La intemperie, eso que se devela en las noches de insomnio, consiste en encontrarse sin lugar en el mundo, más precisamente, hacérsele abruptamente a uno presente que no tiene lugar. De aquí se sigue la noción de amor que, sin ser algo así como una tesis, cruza el libro de Constanza: “El amor (…) nace de la precariedad existencial, de la necesidad de ser ‘alojados’, dada la fragilidad que nos constituye” (140). Encontrar un lugar, sentirse alojados, hacer de esa “fragilidad que nos constituye” no solo la necesidad de dormir, sino también la posibilidad de soñar. En el documental “Woodstock. Tres días de música, paz y amor”, se le pregunta a uno de los asistentes por qué considera que la música es tan importante para los jóvenes. Él responde: “no creo que la música sea algo tan importante para la juventud, lo que sucede más bien es que mucha gente que siente que no tiene lugar en el mundo ha venido hasta acá, creyendo que este es un lugar”.

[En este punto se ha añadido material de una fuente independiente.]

//! Setu Translate: cache-aside quiz translation for Shiksha Setu.
//! Library entry: tracing setup and service wiring from configuration.

pub mod cancellation;
pub mod config;
pub mod metrics;
pub mod quiz;
pub mod translate;

use std::sync::Arc;

use tracing::{info, warn};

use config::TranslatorConfig;
use metrics::MetricsRegistry;
use translate::cache::LocalCache;
use translate::firestore::{FirestoreStore, API_BASE as FIRESTORE_API_BASE};
use translate::libre::LibreTranslateClient;
use translate::sqlite_cache::SqliteCache;
use translate::{TranslateError, TranslationService};

pub use quiz::{translate_questions, translate_questions_with_cancel, Question, QuizOption};
pub use translate::{normalize_lang, LangCode};

/// Initialize tracing. `RUST_LOG` overrides the default filter.
pub fn init_tracing(json: bool) {
    let filter = tracing_subscriber::EnvFilter::try_from_default_env()
        .unwrap_or_else(|_| tracing_subscriber::EnvFilter::new("setu_translate=info"));

    let builder = tracing_subscriber::fmt()
        .with_env_filter(filter)
        .with_target(true)
        .with_writer(std::io::stderr);

    let result = if json {
        builder.json().try_init()
    } else {
        builder.try_init()
    };
    if let Err(e) = result {
        eprintln!("tracing already initialized: {e}");
    }
}

/// Build the translation service described by `config`.
///
/// The persistent tier is skipped (with a warning) when its database cannot be
/// opened. Without it the memory tier is unbounded, so nothing resolved in this
/// process is ever evicted. Provider and shared-store construction errors are
/// returned.
pub fn build_service(
    config: &TranslatorConfig,
    local_only: bool,
) -> Result<TranslationService, TranslateError> {
    let metrics = Arc::new(MetricsRegistry::new());

    let local = match &config.cache_db {
        Some(path) => match SqliteCache::open(path) {
            Ok(db) => LocalCache::with_persistent(config.memory_capacity, db),
            Err(e) => {
                warn!(error = %e, "persistent cache unavailable, memory only");
                LocalCache::unbounded()
            }
        },
        None => LocalCache::unbounded(),
    };

    let provider = LibreTranslateClient::new(
        config.endpoint.clone(),
        config.api_key.clone(),
        config.request_timeout,
    )?;
    info!(endpoint = %provider.endpoint(), "translation provider ready");

    let mut service = TranslationService::new(Arc::new(provider), Arc::new(local))
        .with_metrics(metrics)
        .with_deadline(config.translate_deadline);

    match (&config.firestore_project, local_only) {
        (Some(project), false) => {
            let store = FirestoreStore::with_api_base(
                config.firestore_api_base.as_deref().unwrap_or(FIRESTORE_API_BASE),
                project,
                &config.firestore_database,
                config.firestore_token.clone(),
                config.request_timeout,
            )?;
            info!(project = %project, "shared translation cache enabled");
            service = service.with_remote(Arc::new(store));
        }
        _ => info!("shared translation cache disabled, local only"),
    }

    Ok(service)
}

#[cfg(test)]
mod tests {
    use super::*;

    #[test]
    fn builds_local_only_without_project() {
        let service = build_service(&TranslatorConfig::default(), false).unwrap();
        assert!(!service.has_remote());
        assert!(!service.local_cache().has_persistent());
        assert!(!service.local_cache().is_bounded());
    }

    #[test]
    fn builds_with_shared_tier_and_sqlite() {
        let dir = tempfile::tempdir().unwrap();
        let config = TranslatorConfig {
            cache_db: Some(dir.path().join("cache.db")),
            firestore_project: Some("setu-test".into()),
            ..TranslatorConfig::default()
        };
        let service = build_service(&config, false).unwrap();
        assert!(service.has_remote());
        assert!(service.local_cache().has_persistent());
        assert!(service.local_cache().is_bounded());

        let local_only = build_service(&config, true).unwrap();
        assert!(!local_only.has_remote());
    }
}
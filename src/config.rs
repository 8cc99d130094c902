//! Runtime configuration from environment variables.
//! Every setting has a default; malformed values are logged and replaced.

use std::env;
use std::fmt::Display;
use std::path::PathBuf;
use std::str::FromStr;
use std::time::Duration;

use tracing::{info, warn};

use crate::translate::cache::DEFAULT_MEMORY_CAPACITY;
use crate::translate::libre::{DEFAULT_ENDPOINT, DEFAULT_TIMEOUT};
use crate::translate::service::DEFAULT_DEADLINE;

#[derive(Debug, Clone)]
pub struct TranslatorConfig {
    pub endpoint: String,
    pub api_key: Option<String>,
    pub request_timeout: Duration,
    /// Total provider budget per batch, retries and fallback included.
    pub translate_deadline: Duration,
    /// Only applies when a persistent tier is configured.
    pub memory_capacity: usize,
    /// Unset means no persistent local tier.
    pub cache_db: Option<PathBuf>,
    /// Unset means no shared tier (local-only mode).
    pub firestore_project: Option<String>,
    pub firestore_database: String,
    pub firestore_token: Option<String>,
    /// REST root override, e.g. the emulator.
    pub firestore_api_base: Option<String>,
}

impl Default for TranslatorConfig {
    fn default() -> Self {
        Self {
            endpoint: DEFAULT_ENDPOINT.to_string(),
            api_key: None,
            request_timeout: DEFAULT_TIMEOUT,
            translate_deadline: DEFAULT_DEADLINE,
            memory_capacity: DEFAULT_MEMORY_CAPACITY,
            cache_db: None,
            firestore_project: None,
            firestore_database: "(default)".to_string(),
            firestore_token: None,
            firestore_api_base: None,
        }
    }
}

impl TranslatorConfig {
    pub fn from_env() -> Self {
        Self::from_lookup(|key| env::var(key).ok())
    }

    /// Build from an arbitrary key lookup.
    pub fn from_lookup<F>(lookup: F) -> Self
    where
        F: Fn(&str) -> Option<String>,
    {
        let defaults = Self::default();
        let var = |key: &str| lookup(key).filter(|v| !v.trim().is_empty());

        let timeout_ms = parse_or(
            "SETU_REQUEST_TIMEOUT_MS",
            var("SETU_REQUEST_TIMEOUT_MS"),
            defaults.request_timeout.as_millis() as u64,
        );
        let deadline_ms = parse_or(
            "SETU_TRANSLATE_DEADLINE_MS",
            var("SETU_TRANSLATE_DEADLINE_MS"),
            defaults.translate_deadline.as_millis() as u64,
        );

        Self {
            endpoint: var("SETU_LT_ENDPOINT").unwrap_or_else(|| {
                info!("SETU_LT_ENDPOINT not set, using default: {}", defaults.endpoint);
                defaults.endpoint.clone()
            }),
            api_key: var("SETU_LT_API_KEY"),
            request_timeout: Duration::from_millis(timeout_ms),
            translate_deadline: Duration::from_millis(deadline_ms),
            memory_capacity: parse_or(
                "SETU_MEMORY_CAPACITY",
                var("SETU_MEMORY_CAPACITY"),
                defaults.memory_capacity,
            ),
            cache_db: var("SETU_CACHE_DB").map(PathBuf::from),
            firestore_project: var("SETU_FIRESTORE_PROJECT"),
            firestore_database: var("SETU_FIRESTORE_DATABASE")
                .unwrap_or(defaults.firestore_database),
            firestore_token: var("SETU_FIRESTORE_TOKEN"),
            firestore_api_base: var("SETU_FIRESTORE_API_BASE"),
        }
    }
}

fn parse_or<T>(key: &str, raw: Option<String>, default: T) -> T
where
    T: FromStr + Display,
    T::Err: Display,
{
    match raw {
        None => default,
        Some(raw) => raw.trim().parse().unwrap_or_else(|e| {
            warn!("Invalid {key} value {raw:?}: {e}, using default: {default}");
            default
        }),
    }
}
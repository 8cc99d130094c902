//! Translation module: cache tiers, provider client, shared dictionary and the
//! cache-aside resolver that ties them together.

pub mod cache;
pub mod firestore;
pub mod libre;
#[cfg(test)]
mod mock_http;
pub mod normalize;
pub mod remote;
pub mod service;
pub mod sqlite_cache;

use async_trait::async_trait;
use serde::{Deserialize, Serialize};

pub use normalize::{normalize_lang, LangCode};
pub use service::TranslationService;

impl From<&str> for LangCode {
    fn from(s: &str) -> Self {
        normalize_lang(Some(s))
    }
}

impl From<Option<&str>> for LangCode {
    fn from(s: Option<&str>) -> Self {
        normalize_lang(s)
    }
}

impl From<&String> for LangCode {
    fn from(s: &String) -> Self {
        normalize_lang(Some(s))
    }
}

/// One resolved translation, as moved between tiers in bulk.
#[derive(Debug, Clone, PartialEq, Eq, Serialize, Deserialize)]
pub struct CacheEntry {
    pub source_text: String,
    pub target_lang: LangCode,
    pub translated_text: String,
}

impl CacheEntry {
    pub fn new(
        source_text: impl Into<String>,
        target_lang: LangCode,
        translated_text: impl Into<String>,
    ) -> Self {
        Self {
            source_text: source_text.into(),
            target_lang,
            translated_text: translated_text.into(),
        }
    }
}

/// External translation backend.
#[async_trait]
pub trait TranslationProvider: Send + Sync {
    /// Translate a batch. Must return exactly one string per input, in order.
    async fn translate_many(
        &self,
        texts: &[String],
        target: LangCode,
    ) -> Result<Vec<String>, TranslateError>;

    async fn translate_one(&self, text: &str, target: LangCode) -> Result<String, TranslateError>;
}

#[derive(Debug, thiserror::Error)]
pub enum TranslateError {
    #[error("API error: {0}")]
    Api(String),
    #[error("rate limited, retry after {retry_after_ms}ms")]
    RateLimited { retry_after_ms: u64 },
    #[error("translation timeout")]
    Timeout,
    #[error("translation cancelled")]
    Cancelled,
    #[error("invalid response: {0}")]
    InvalidResponse(String),
    #[error("document not found")]
    NotFound,
    #[error("storage error: {0}")]
    Storage(String),
    #[error("configuration error: {0}")]
    Config(String),
}
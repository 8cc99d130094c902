//! Observability: per-batch request IDs, latency histograms, hit/miss counters.
//! Histograms track p50/p95/p99 for provider calls, shared-store round trips
//! and whole quiz translations.

use parking_lot::Mutex;
use std::collections::HashMap;
use std::sync::Arc;
use std::time::Instant;

/// Identifiers attached to every translation batch.
#[derive(Debug, Clone)]
pub struct RequestIds {
    pub trace_id: String,
    pub request_id: String,
}

impl RequestIds {
    pub fn new() -> Self {
        Self {
            trace_id: uuid::Uuid::new_v4().to_string(),
            request_id: uuid::Uuid::new_v4().to_string(),
        }
    }
}

impl Default for RequestIds {
    fn default() -> Self {
        Self::new()
    }
}

/// A span measuring elapsed time from creation to explicit end.
pub struct TimingSpan {
    name: &'static str,
    start: Instant,
    registry: Arc<MetricsRegistry>,
}

impl TimingSpan {
    pub fn new(name: &'static str, registry: Arc<MetricsRegistry>) -> Self {
        Self {
            name,
            start: Instant::now(),
            registry,
        }
    }

    /// End the span, recording elapsed duration in microseconds.
    pub fn finish(self) -> f64 {
        let elapsed_us = self.start.elapsed().as_micros() as f64;
        self.registry.record(self.name, elapsed_us);
        elapsed_us
    }
}

/// Fixed-capacity ring buffer for histogram samples.
struct SampleRing {
    samples: Vec<f64>,
    pos: usize,
    count: usize,
    capacity: usize,
}

impl SampleRing {
    fn new(capacity: usize) -> Self {
        Self {
            samples: vec![0.0; capacity],
            pos: 0,
            count: 0,
            capacity,
        }
    }

    fn push(&mut self, value: f64) {
        self.samples[self.pos] = value;
        self.pos = (self.pos + 1) % self.capacity;
        if self.count < self.capacity {
            self.count += 1;
        }
    }

    fn percentile(&self, p: f64) -> f64 {
        if self.count == 0 {
            return 0.0;
        }
        let mut sorted: Vec<f64> = self.samples[..self.count].to_vec();
        sorted.sort_by(|a, b| a.partial_cmp(b).unwrap_or(std::cmp::Ordering::Equal));
        let idx = ((p / 100.0) * (self.count as f64 - 1.0)).round() as usize;
        let idx = idx.min(self.count - 1);
        sorted[idx]
    }
}

/// Stores histograms and counters for all named metrics.
pub struct MetricsRegistry {
    histograms: Mutex<HashMap<&'static str, SampleRing>>,
    counters: Mutex<HashMap<&'static str, u64>>,
    ring_capacity: usize,
}

impl MetricsRegistry {
    pub fn new() -> Self {
        Self {
            histograms: Mutex::new(HashMap::new()),
            counters: Mutex::new(HashMap::new()),
            ring_capacity: 1024,
        }
    }

    /// Record a sample (in microseconds) for the named metric.
    pub fn record(&self, name: &'static str, value_us: f64) {
        let mut hists = self.histograms.lock();
        hists
            .entry(name)
            .or_insert_with(|| SampleRing::new(self.ring_capacity))
            .push(value_us);
        tracing::trace!(metric = name, value_us = value_us, "metric_recorded");
    }

    /// Add `by` to a counter.
    pub fn incr(&self, name: &'static str, by: u64) {
        if by == 0 {
            return;
        }
        *self.counters.lock().entry(name).or_insert(0) += by;
    }

    pub fn counter(&self, name: &str) -> u64 {
        self.counters.lock().get(name).copied().unwrap_or(0)
    }

    /// Start a timing span that records on finish.
    pub fn span(self: &Arc<Self>, name: &'static str) -> TimingSpan {
        TimingSpan::new(name, Arc::clone(self))
    }

    /// Get percentile for a metric (p value 0-100). Returns microseconds.
    pub fn percentile(&self, name: &str, p: f64) -> f64 {
        let hists = self.histograms.lock();
        hists
            .get(name)
            .map(|ring| ring.percentile(p))
            .unwrap_or(0.0)
    }

    /// Generate a summary of all histograms at p50/p95/p99.
    pub fn summary(&self) -> HashMap<String, MetricSummary> {
        let hists = self.histograms.lock();
        let mut out = HashMap::new();
        for (&name, ring) in hists.iter() {
            out.insert(
                name.to_string(),
                MetricSummary {
                    p50_us: ring.percentile(50.0),
                    p95_us: ring.percentile(95.0),
                    p99_us: ring.percentile(99.0),
                    count: ring.count,
                },
            );
        }
        out
    }

    /// Snapshot of all counters.
    pub fn counters(&self) -> HashMap<String, u64> {
        self.counters
            .lock()
            .iter()
            .map(|(&k, &v)| (k.to_string(), v))
            .collect()
    }
}

impl Default for MetricsRegistry {
    fn default() -> Self {
        Self::new()
    }
}

#[derive(Debug, Clone, serde::Serialize)]
pub struct MetricSummary {
    pub p50_us: f64,
    pub p95_us: f64,
    pub p99_us: f64,
    pub count: usize,
}

/// Well-known metric names (constants to avoid typos).
pub mod metric_names {
    pub const PROVIDER_BATCH: &str = "t_provider_batch";
    pub const PROVIDER_SINGLE: &str = "t_provider_single";
    pub const REMOTE_PRELOAD: &str = "t_remote_preload";
    pub const REMOTE_WRITE: &str = "t_remote_write";
    pub const QUIZ_TRANSLATE: &str = "t_quiz_translate";
    // Counters
    pub const CACHE_HITS: &str = "cache_hits";
    pub const CACHE_MISSES: &str = "cache_misses";
    pub const BATCH_FALLBACKS: &str = "batch_fallbacks";
    pub const PROVIDER_FAILURES: &str = "provider_failures";
    pub const CANCELLED_BATCHES: &str = "cancelled_batches";
    pub const DEADLINE_EXCEEDED: &str = "deadline_exceeded";
}

#[cfg(test)]
mod tests {
    use super::*;

    #[test]
    fn percentiles_over_recorded_samples() {
        let registry = MetricsRegistry::new();
        for v in 1..=100 {
            registry.record("t_test", v as f64);
        }
        assert_eq!(registry.percentile("t_test", 0.0), 1.0);
        assert_eq!(registry.percentile("t_test", 100.0), 100.0);
        assert_eq!(registry.summary()["t_test"].count, 100);
        assert_eq!(registry.percentile("t_missing", 50.0), 0.0);
    }

    #[test]
    fn counters_accumulate() {
        let registry = MetricsRegistry::new();
        registry.incr(metric_names::CACHE_HITS, 2);
        registry.incr(metric_names::CACHE_HITS, 3);
        registry.incr(metric_names::CACHE_MISSES, 0);
        assert_eq!(registry.counter(metric_names::CACHE_HITS), 5);
        assert_eq!(registry.counter(metric_names::CACHE_MISSES), 0);
        assert_eq!(registry.counters().len(), 1);
    }

    #[test]
    fn span_records_on_finish() {
        let registry = Arc::new(MetricsRegistry::new());
        let span = registry.span(metric_names::PROVIDER_BATCH);
        span.finish();
        assert_eq!(registry.summary()[metric_names::PROVIDER_BATCH].count, 1);
    }
}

En más de un pasaje Constanza se ha referido a la nostalgia en nuestro tiempo: “El mundo se ha ido poblando en la última década de tentaciones nostálgicas (los “great again”)” (27). Lo considero un aspecto fundamental del fenómeno del insomnio tal como se desarrolla en Hacer la noche. Acaso esos “grandes regresos” sean justamente sueños que no nos dejan soñar. Una utopía que se hundió, un amor que se acabó, un atesorado proyecto que fracasó. ¿Cuántas veces podemos despertar en medio de un sueño y luego seguir soñando? “Nadie sabe lo que puede un cuerpo -escribe Constanza-. Puede, por ejemplo, hacer algo tan asombroso como soñar. Nadie sabe tampoco lo que un sueño nos hace” (174). Si es cierto que los sueños son relatos que dan ropaje significante a intensidades que vienen desde una especie de fondo interior, fuerzas que dejan sin piso a ese que diurnamente creemos ser, entonces es el cuerpo y no el sujeto el acceso más poderoso a los mundos posibles. De aquí el equívoco poder inaugural que se le otorga a las drogas: “para muchos -escribe Constanza- las drogas siguen siendo una apertura de mundo, una forma de demorar, pero también, quizá para muchos más, hoy son una anestesia o un inductor de energía: efectos instantáneos que hablan de una angostura de mundo” (237). Las drogas serían más bien el fallido intento por transformarse el individuo en sujeto del cuerpo.

Dejo hasta aquí estas notas que he ordenado para la presentación de Hacer la noche, un libro cuya escritura inteligente se hunde en el presente de la subjetividad. Decía que el libro prácticamente se inicia con la afirmación de que “la vida humana se abre con la paciencia”. Pues bien, pocas líneas antes del final del libro encuentro esta frase: “La impaciencia es una especie de falta de esperanza” (242). Claro, un “darse cuenta” que prohíbe soñar. Hacer la noche es, pues una lúcida y provocadora lectura de nuestra condición contemporánea.

* Este texto fue leído el 31 de marzo de 2022 en la presentación de Hacer la noche realizada en la Azotea Casona Compañía, Santiago.